Virus-virus Avian dapat mengaglutinasi sel darah merah, termasuk didalamnya NDV (Newcastle Disease Virus), Virus influensa dan virus adenovirus127. Hambatan dari aglutinasi oleh antibodi spesifik merupakan dasar dari uji HA dan HI cepat pada kaca benda. Uji HA dan HI cepat pada kaca benda merupakan uji yang sesuai dan cepat dilakukan yang penerapannya lebih luas untuk kontrol berbagai penyakit Avian seperti Newcastle Disease maupun Micoplasmosis.Tes HA positif akan menunjukkan adanya suspensi agregat eritrosit yang berkeping-keping. HI cepat pada kaca benda menunjukkan positif apabila tidak terlihat aglutinasi pada cairan korioalantois yang diberi antiserum NDV. Uji HA cepat biasanya dipakai untuk mengidentifikasi virus yang mampu menghemaglutinasi eritrosit ayam. Sedang uji HI cepat biasanya dipakai untuk identifikasi NDV. Uji HA lambat digunakan untuk mengetahui titer virus, kemampuan virus dalam menginfeksi yang ditandai dengan adanya hemaglutinasi eritrosit. Titer virus dapat diketahui dengan melihat sumuran terakhir pada nomor tertinggi ( end point ) yang menunjukkan adanya hemaglutinasi positif. Hal itu ditandai dengan adanya agregat-agregat di dasar sumur (Stephen, 1980).
Prinsip dari uji HI lambat adalah mengetahui adanya antibodi yang mampu menghambat proses hemaglutinasi oleh virus. Uji ini untuk menentukan titik antibodi terhadap hemaglutinasi NDV. Bila terdapat antibodi dalam jumlah mencukupi untuk membentuk kompleks dengan virion, hemaglutinasi dihambat, dan eritrosit mengendap. Sebaliknya bila antibodi terdapat dalam jumlah yang tidak mencukupi maka eritrosit diaglutinasi oleh virus dan membentuk endapan (Allan, 1978).
Hemaglutinasi oleh virus ND dapat dihitung dan di bawah kondisi standar dalam cairan dapat di lihat. Reaksi HA dapat di hambat oleh serum immune yang spesifik. Beberapa strain virus ND dapat ditunjukkan virulensinya dalam aktivitas HA dengan eritrosit mamalia dan dalam panas yang stabil. Antigen yang tidak signifikan tidak dapat dilaporkan(Purchase, 1979).
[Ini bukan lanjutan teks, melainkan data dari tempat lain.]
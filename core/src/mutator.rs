//! Add, edit, and delete operations on a document
//!
//! Every operation takes the current document by reference and returns a new
//! one, so a failed operation never leaves a half-applied change behind. The
//! common section is carried over untouched.

use crate::parser::{decode_list, decode_string};
use crate::{validate_proxy_name, Document, Error, ProtocolType, ProxyEntry, Result};
use serde::{Deserialize, Serialize};

/// Field-level changes for [`edit_proxy`]; `None` leaves a field as it is
#[derive(Debug, Clone, Default, PartialEq, Eq, Serialize, Deserialize)]
pub struct ProxyChanges {
    pub name: Option<String>,
    pub protocol_type: Option<ProtocolType>,
    pub local_address: Option<String>,
    pub local_port: Option<u32>,
    pub remote_port: Option<u32>,
    pub custom_domains: Option<Vec<String>>,
}

impl ProxyChanges {
    pub fn is_empty(&self) -> bool {
        *self == Self::default()
    }
}

/// A single requested change to a document
#[derive(Debug, Clone, PartialEq, Eq)]
pub enum Operation {
    Add(ProxyEntry),
    Edit { name: String, changes: ProxyChanges },
    Delete { name: String },
}

impl Operation {
    pub fn apply(&self, doc: &Document) -> Result<Document> {
        match self {
            Operation::Add(entry) => add_proxy(doc, entry.clone()),
            Operation::Edit { name, changes } => edit_proxy(doc, name, changes),
            Operation::Delete { name } => delete_proxy(doc, name),
        }
    }

    /// Name of the proxy the operation targets
    pub fn target(&self) -> &str {
        match self {
            Operation::Add(entry) => &entry.name,
            Operation::Edit { name, .. } | Operation::Delete { name } => name,
        }
    }

    pub fn verb(&self) -> &'static str {
        match self {
            Operation::Add(_) => "add",
            Operation::Edit { .. } => "edit",
            Operation::Delete { .. } => "delete",
        }
    }
}

/// Append a new proxy
pub fn add_proxy(doc: &Document, entry: ProxyEntry) -> Result<Document> {
    if doc.contains(&entry.name) {
        return Err(Error::DuplicateName(entry.name));
    }
    entry.validate()?;

    let mut next = doc.clone();
    next.proxies.push(entry);
    Ok(next)
}

/// Apply field-level changes to the proxy called `name`.
///
/// Switching protocol clears fields the new protocol does not carry and
/// defaults the local address for tcp/udp. A `local_ip` or `custom_domains`
/// key that was carried through because the old protocol did not use it
/// becomes the new field's value unless the change sets that field itself.
/// The name is only checked when it changes, so legacy names stay editable.
pub fn edit_proxy(doc: &Document, name: &str, changes: &ProxyChanges) -> Result<Document> {
    let index = doc
        .position(name)
        .ok_or_else(|| Error::NotFound(name.to_string()))?;

    let mut entry = doc.proxies[index].clone();

    if let Some(new_name) = &changes.name {
        if new_name != name {
            validate_proxy_name(new_name)?;
            if doc.contains(new_name) {
                return Err(Error::DuplicateName(new_name.clone()));
            }
            entry.name = new_name.clone();
        }
    }
    if let Some(protocol) = changes.protocol_type {
        entry.protocol_type = protocol;
    }
    if let Some(address) = &changes.local_address {
        entry.local_address = Some(address.clone());
    }
    if let Some(port) = changes.local_port {
        entry.local_port = port;
    }
    if let Some(port) = changes.remote_port {
        entry.remote_port = port;
    }
    if let Some(domains) = &changes.custom_domains {
        entry.custom_domains = domains.clone();
    }

    // Explicitly requested fields that the protocol cannot carry are an error;
    // leftovers from the previous protocol are dropped
    if changes.local_address.is_some() && !entry.protocol_type.uses_local_address() {
        return Err(Error::validation(format!(
            "{} proxies do not take a local address",
            entry.protocol_type
        )));
    }
    let domains_requested = changes
        .custom_domains
        .as_ref()
        .is_some_and(|d| !d.is_empty());
    if domains_requested && !entry.protocol_type.supports_custom_domains() {
        return Err(Error::validation(format!(
            "{} proxies do not take custom domains",
            entry.protocol_type
        )));
    }
    promote_pass_through(&mut entry, changes);
    entry.normalize();
    entry.validate_fields()?;

    let mut next = doc.clone();
    next.proxies[index] = entry;
    Ok(next)
}

fn promote_pass_through(entry: &mut ProxyEntry, changes: &ProxyChanges) {
    if entry.protocol_type.uses_local_address() && changes.local_address.is_none() {
        if let Some(address) = entry.take_extra("local_ip").and_then(|raw| decode_string(&raw)) {
            entry.local_address = Some(address);
        }
    }
    if entry.protocol_type.supports_custom_domains() && changes.custom_domains.is_none() {
        if let Some(raw) = entry.take_extra("custom_domains") {
            entry.custom_domains = decode_list(&raw);
        }
    }
}

/// Remove the proxy called `name`; the remaining proxies keep their order and
/// their names
pub fn delete_proxy(doc: &Document, name: &str) -> Result<Document> {
    let index = doc
        .position(name)
        .ok_or_else(|| Error::NotFound(name.to_string()))?;

    let mut next = doc.clone();
    next.proxies.remove(index);
    Ok(next)
}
v AGAR GEL PRESIPITATION ATAU UJI PRESIPITASI AGAR
Presipitasi antigen oleh antibodi dapat pula terjadi pada medium semisolid yang biasa dipakai yaitu agar. Uji ini disebut agar gel presipitation test. Prinsip dari uji ini yaitu adanya ikatan antibodi spesifik dengan antigen. Uji ini dapat disebut juga dengan double immunodifution test atau ouchterlony´s double difution yang menempatkan antigen antibodi pada agar murni yang terpisah dalam cawan petri. Dapat ditemukan bahwa Ag + Ab menyebar ke dalam agar murni. Dan pada awal pembentukan pita presipitasi disebabkan karena adanya keseimbangan rasio antara Ag-Ab. Jika terjadi kelebihan antigen, maka pita presipitasi yang terbentuk akan bergerak mendekati sumuran antibodi. Meskipun terjadi difusi yang radial dari sumuran, pita presipitasi tampak seperti lengkungan diantara sumuran Ag-Ab(Allan, 1978).Faktor-faktor yang mempengaruhi difusi di antara ikatan antigen dan antibodi yaitu berat molekul, bentuk, konsentrasi antigen dan antibodi dan suhu yang meningkat (Purchase, 1979).

v INOKULASI VIRUS
Walaupun ditemukan banyak tehnik diagnosis secara cepat untuk penyakit virus, isolasi virus masih merupakan standar emas yang harus di pakai bandingan bagi metode yang lebih bagus. Di samping itu, isolasi virus merupakan satu-satunya metode yang dapat mendeteksi, dengan mengidentifikasi virus yang sudah diketahui sebelumnya atau bahkan menemukan agen yang sepenuhnya baru (Fenner, 1993).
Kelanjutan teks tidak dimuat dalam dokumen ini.